2. Materials and Methods

2.1. Case Description, Timeline, and Clinical Intervention

A male patient in his 60s with type 1 diabetes mellitus was referred to our hospital in July 2017. Chest and abdominal computed tomography showed a 3.5 cm left renal mass with hypervascularity, a bilateral adrenal mass (left was 3 cm in diameter; right was 1.2 cm in diameter; Figure 1), multiple lung nodules, and bone metastasis (T3, 10; L 3, 4 vertebrae).

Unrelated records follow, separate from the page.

// ==============================================================================
// Logging
// ==============================================================================

/// Console logs go through the progress-bar layer so they never tear a bar. A daily
/// rolling file is added when `logging.directory` is set; keep the guard alive
/// until exit so it gets flushed.
fn init_logging(settings: &LoggingSettings) -> anyhow::Result<Option<WorkerGuard>> {
    let filter = match EnvFilter::try_from_default_env() {
        Ok(filter) => filter,
        Err(_) => EnvFilter::try_new(&settings.level)
            .with_context(|| format!("Invalid logging.level '{}'", settings.level))?,
    };

    let indicatif_layer = IndicatifLayer::new();
    let console_layer = tracing_subscriber::fmt::layer()
        .with_target(false)
        .with_writer(indicatif_layer.get_stderr_writer());

    let (file_layer, guard) = match &settings.directory {
        Some(dir) => {
            let appender = tracing_appender::rolling::daily(dir, "rally-analysis.log");
            let (writer, guard) = tracing_appender::non_blocking(appender);
            let layer = tracing_subscriber::fmt::layer()
                .with_ansi(false)
                .with_writer(writer);
            (Some(layer), Some(guard))
        }
        None => (None, None),
    };

    tracing_subscriber::registry()
        .with(filter)
        .with(console_layer)
        .with(indicatif_layer)
        .with(file_layer)
        .init();

    Ok(guard)
}

// ==============================================================================
// Analyze Command Logic
// ==============================================================================

/// One row of the batch summary.
struct FileReport {
    file: PathBuf,
    outcome: anyhow::Result<ProcessOutcome>,
}

/// Handles the orchestration of a batch analysis.
async fn handle_analyze(
    args: AnalyzeArgs,
    config: &Config,
    db_repo: AnalysisRepository,
    format: ReportFormat,
) -> anyhow::Result<()> {
    let processor = AnalysisProcessor::new(config, db_repo);

    // Set up the progress bar
    let progress_bar = ProgressBar::new(args.files.len() as u64);
    progress_bar.set_style(
        ProgressStyle::default_bar()
            .template("{spinner:.green} [{elapsed_precise}] [{bar:40.cyan/blue}] {pos}/{len} {msg}")?
            .progress_chars("#>-"),
    );

    // Create concurrent tasks for each file
    let tasks: Vec<_> = args
        .files
        .into_iter()
        .map(|file| {
            let processor = processor.clone();
            let pb = progress_bar.clone();
            let span = tracing::info_span!("analyze", file = %file.display());

            tokio::spawn(
                async move {
                    let outcome = analyze_file(&processor, &file).await;
                    pb.inc(1);
                    pb.set_message(format!("{}", file.display()));
                    FileReport { file, outcome }
                }
                .instrument(span),
            )
        })
        .collect();

    // Wait for all concurrent tasks to complete
    let mut reports = Vec::new();
    for joined in join_all(tasks).await {
        reports.push(joined.context("An analysis task panicked")?);
    }
    progress_bar.finish_and_clear();

    let failures = reports
        .iter()
        .filter(|r| !matches!(r.outcome, Ok(ProcessOutcome::Completed(_) | ProcessOutcome::Skipped { .. })))
        .count();

    match format {
        ReportFormat::Table => println!("{}", batch_table(&reports)),
        ReportFormat::Json => {
            let records: Vec<&ExperimentAnalysis> = reports
                .iter()
                .filter_map(|r| r.outcome.as_ref().ok().and_then(ProcessOutcome::record))
                .collect();
            println!("{}", serde_json::to_string_pretty(&records)?);
        }
    }

    if failures > 0 {
        bail!("{} of {} experiment(s) could not be analyzed", failures, reports.len());
    }
    Ok(())
}

async fn analyze_file(processor: &AnalysisProcessor, file: &Path) -> anyhow::Result<ProcessOutcome> {
    let raw = tokio::fs::read_to_string(file)
        .await
        .with_context(|| format!("Failed to read {}", file.display()))?;
    let experiment: ExperimentResult = serde_json::from_str(&raw)
        .with_context(|| format!("{} is not a valid experiment result", file.display()))?;
    Ok(processor.process(experiment).await?)
}

fn batch_table(reports: &[FileReport]) -> Table {
    let mut table = Table::new();
    table.load_preset(UTF8_FULL).set_header(vec![
        "File",
        "Experiment",
        "Status",
        "Metrics (in/out)",
        "Daily Impact",
        "Annualized",
        "Confidence",
    ]);

    for report in reports {
        let file = report.file.display().to_string();
        match &report.outcome {
            Ok(ProcessOutcome::Skipped { experiment_id, cause }) => {
                let note = match cause {
                    SkipCause::AlreadyAnalyzed => "already analyzed",
                    SkipCause::NotAnExperiment => "not an experiment",
                };
                table.add_row(vec![
                    Cell::new(file),
                    Cell::new(experiment_id),
                    Cell::new("skipped").fg(Color::Yellow),
                    Cell::new(note),
                    Cell::new("-"),
                    Cell::new("-"),
                    Cell::new("-"),
                ]);
            }
            Ok(ProcessOutcome::Completed(record) | ProcessOutcome::Failed(record)) => {
                table.add_row(record_row(file, record));
            }
            Err(e) => {
                table.add_row(vec![
                    Cell::new(file),
                    Cell::new("-"),
                    Cell::new("error").fg(Color::Red),
                    Cell::new(format!("{:#}", e)),
                    Cell::new("-"),
                    Cell::new("-"),
                    Cell::new("-"),
                ]);
            }
        }
    }
    table
}
//! Numeric primitives for the DiD estimate.
//!
//! Every function is total: degenerate inputs (empty slices, a single sample, zero
//! spread) produce a neutral value instead of `NaN` so nothing downstream has to
//! special-case them.

/// Arithmetic mean. `0.0` for an empty slice.
pub fn mean(values: &[f64]) -> f64 {
    if values.is_empty() {
        return 0.0;
    }
    values.iter().sum::<f64>() / values.len() as f64
}

/// Population standard deviation. `0.0` for fewer than two samples.
pub fn standard_deviation(values: &[f64]) -> f64 {
    if values.len() <= 1 {
        return 0.0;
    }
    let avg = mean(values);
    let squared_diffs: Vec<f64> = values.iter().map(|v| (v - avg).powi(2)).collect();
    mean(&squared_diffs).sqrt()
}

/// Standard error of the mean. `0.0` for fewer than two samples.
pub fn standard_error(values: &[f64]) -> f64 {
    if values.len() <= 1 {
        return 0.0;
    }
    standard_deviation(values) / (values.len() as f64).sqrt()
}

/// Cohen's d with a pooled standard deviation over `(n1 - 1) + (n2 - 1)` degrees of
/// freedom.
///
/// Returns `0.0` when either group is empty or the pooled deviation is zero (or not a
/// number, which happens when both groups hold a single sample).
pub fn cohens_d(treatment: &[f64], control: &[f64]) -> f64 {
    if treatment.is_empty() || control.is_empty() {
        return 0.0;
    }

    let n1 = treatment.len() as f64;
    let n2 = control.len() as f64;
    let sd_treatment = standard_deviation(treatment);
    let sd_control = standard_deviation(control);

    let pooled_sd = (((n1 - 1.0) * sd_treatment.powi(2) + (n2 - 1.0) * sd_control.powi(2))
        / (n1 + n2 - 2.0))
        .sqrt();

    if !pooled_sd.is_finite() || pooled_sd == 0.0 {
        return 0.0;
    }
    (mean(treatment) - mean(control)) / pooled_sd
}

/// Degrees of freedom for a two-sample t-test.
pub fn degrees_of_freedom(n1: usize, n2: usize) -> i64 {
    n1 as i64 + n2 as i64 - 2
}

/// Combined standard error of the difference between two means.
pub fn combined_standard_error(treatment: &[f64], control: &[f64]) -> f64 {
    (standard_error(treatment).powi(2) + standard_error(control).powi(2)).sqrt()
}

/// Independent-samples t-statistic. `0.0` when either group is empty or the combined
/// standard error is zero.
pub fn t_statistic(treatment: &[f64], control: &[f64]) -> f64 {
    if treatment.is_empty() || control.is_empty() {
        return 0.0;
    }
    let se_diff = combined_standard_error(treatment, control);
    if se_diff == 0.0 {
        return 0.0;
    }
    (mean(treatment) - mean(control)) / se_diff
}

/// Two-tailed p-value from a fixed threshold table on `|t|`.
///
/// This is deliberately coarse: only the buckets 0.01, 0.05, 0.1, 0.2 and 0.5 are ever
/// returned, plus 1.0 when there are no degrees of freedom.
pub fn approximate_p_value(t_stat: f64, df: i64) -> f64 {
    if df <= 0 {
        return 1.0;
    }

    let abs_t = t_stat.abs();
    if abs_t >= 2.576 {
        0.01
    } else if abs_t >= 1.96 {
        0.05
    } else if abs_t >= 1.645 {
        0.1
    } else if abs_t >= 1.282 {
        0.2
    } else {
        0.5
    }
}

/// Critical z-value for a confidence level given in percent. Unknown levels use 95%.
pub fn critical_value(confidence_level: u32) -> f64 {
    match confidence_level {
        90 => 1.645,
        95 => 1.96,
        99 => 2.576,
        _ => 1.96,
    }
}

/// Symmetric interval `mean_diff ± z * se`, returned as `(lower, upper)`.
pub fn confidence_interval(mean_diff: f64, standard_error: f64, confidence_level: u32) -> (f64, f64) {
    let margin = critical_value(confidence_level) * standard_error;
    (mean_diff - margin, mean_diff + margin)
}
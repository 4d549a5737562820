use analytics::{DEFAULT_ALPHA, DidResult, is_significant};
use core_types::AnalysisPeriod;
use economics::{EconomicImpact, fixed, with_thousands};
use indexmap::IndexMap;

/// One-paragraph executive summary. The template depends on whether none, all or
/// some of the metrics were significant.
pub fn executive_summary(
    results: &IndexMap<String, DidResult>,
    economic: &EconomicImpact,
    period: &AnalysisPeriod,
) -> String {
    let total = results.len();
    let significant = count_significant(results);
    let direction = economic.direction();
    let daily = fixed(economic.total_impact.abs(), 2);
    let annualized = with_thousands(economic.annualized_impact.abs());
    let days = period.duration_days;

    if significant == 0 {
        format!(
            "Experiment conducted over {} days showed no statistically significant effects across {} measured metrics. Economic impact analysis indicates {} effect of ${} daily, suggesting the tested treatment does not meaningfully improve user experience or business outcomes.",
            days, total, direction, daily
        )
    } else if significant == total {
        format!(
            "Highly successful experiment over {} days achieved statistical significance across all {} measured metrics. {} economic impact of ${} daily (${} annualized) strongly supports implementation of the tested treatment.",
            days,
            total,
            direction.capitalized(),
            daily,
            annualized
        )
    } else {
        format!(
            "Mixed-results experiment over {} days achieved statistical significance in {} of {} measured metrics. {} economic impact of ${} daily (${} annualized) suggests selective implementation may be warranted.",
            days,
            significant,
            total,
            direction.capitalized(),
            daily,
            annualized
        )
    }
}

/// Sample-size and duration caveats that belong with the key findings.
pub fn data_quality_findings(
    results: &IndexMap<String, DidResult>,
    period: &AnalysisPeriod,
) -> Vec<String> {
    let mut findings = Vec::new();

    if !results.is_empty() {
        let n = results.len() as f64;
        let avg_control =
            results.values().map(|r| r.sample_size_control as f64).sum::<f64>() / n;
        let avg_treatment =
            results.values().map(|r| r.sample_size_treatment as f64).sum::<f64>() / n;

        if avg_control < 100.0 || avg_treatment < 100.0 {
            findings.push(format!(
                "Small sample sizes (avg control: {:.0}, treatment: {:.0}) may limit statistical power",
                avg_control.round(),
                avg_treatment.round()
            ));
        } else if avg_control > 1000.0 && avg_treatment > 1000.0 {
            findings.push(format!(
                "Large sample sizes (avg control: {:.0}, treatment: {:.0}) provide high statistical power",
                avg_control.round(),
                avg_treatment.round()
            ));
        }
    }

    if period.duration_days < 7 {
        findings.push(format!(
            "Short experiment duration ({} days) may not capture full user behavior patterns",
            period.duration_days
        ));
    }

    findings
}

pub(crate) fn count_significant(results: &IndexMap<String, DidResult>) -> usize {
    results
        .values()
        .filter(|r| is_significant(r.p_value, DEFAULT_ALPHA))
        .count()
}
//! # Rally Database Crate
//!
//! This crate is the system's "permanent archive". It stores the live metric pricing
//! configuration and every experiment analysis ever produced, as JSON documents under
//! a single data directory.
//!
//! ## Architectural Principles
//!
//! - **Layer 3 Adapter:** All storage-specific logic lives here. The rest of the
//!   application talks to `AnalysisRepository` and never touches paths or file formats.
//! - **Keyed Records:** An analysis is addressed by `(experiment_id, analysis_id)`.
//!   Saving the same key twice replaces the record.
//! - **Asynchronous:** All operations are `async` on top of `tokio::fs`, so the
//!   processor can keep several experiments in flight.
//!
//! ## Public API
//!
//! - `connect`: Resolves the data directory (honouring `RALLY_DATA_DIR`) and prepares it.
//! - `initialize_store`: Creates the directory layout for an explicit repository.
//! - `AnalysisRepository`: All high-level data access methods (e.g., `save_experiment_analysis`).
//! - `ExperimentAnalysis`: The persisted analysis record.
//! - `DbError`: The specific error types that can be returned from this crate.

// Declare the modules that constitute this crate.
pub mod connection;
pub mod error;
pub mod record;
pub mod repository;

// Re-export the key components to create a clean, public-facing API.
pub use connection::{DATA_DIR_ENV, connect, initialize_store};
pub use error::DbError;
pub use record::{ANALYSIS_SCHEMA_VERSION, ExperimentAnalysis};
pub use repository::{ANALYSES_DIR, AnalysisRepository, METRIC_VALUES_FILE};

The findings of the bone lesion biopsy were compatible with features of clear cell RCC. In August 2017, the patient underwent cytoreductive left nephrectomy with ipsilateral adrenalectomy, without neoadjuvant therapy. The pathological findings of the kidney tumor revealed clear RCC, with a maximum diameter of approximately 40 mm, Fuhrman grade 2 tumor, v0, ly0 (sample number: K58-R). Pathological examination of the left AG (sample number: K58-M) revealed metastatic cancer foci with a pseudocapsule. Both DNA and RNA were extracted from the normal kidney tissue (sample number: K58-N), the primary RCC site, and the metastatic site of the left AG. Following the guidelines of the Declaration of Helsinki, this study was conducted with approval from the institutional review board (ethics committee) of Tokai University, Japan (protocol code 15R065; date of approval: 12 August 2015). Informed consent was obtained from the patient.

2.1.1. DNA Extraction

The surgical specimens of the cancerous and normal kidney tissues were collected, immersed in RNAlater (Qiagen, Valencia, CA, USA), and stored at −80 °C. The cancerous and normal kidney tissues for study were then collected from the surgical specimens by macroscopic judgment. In addition, a blood sample was collected from the peripheral veins the day before surgery. DNA from blood sample was used as the control sequence.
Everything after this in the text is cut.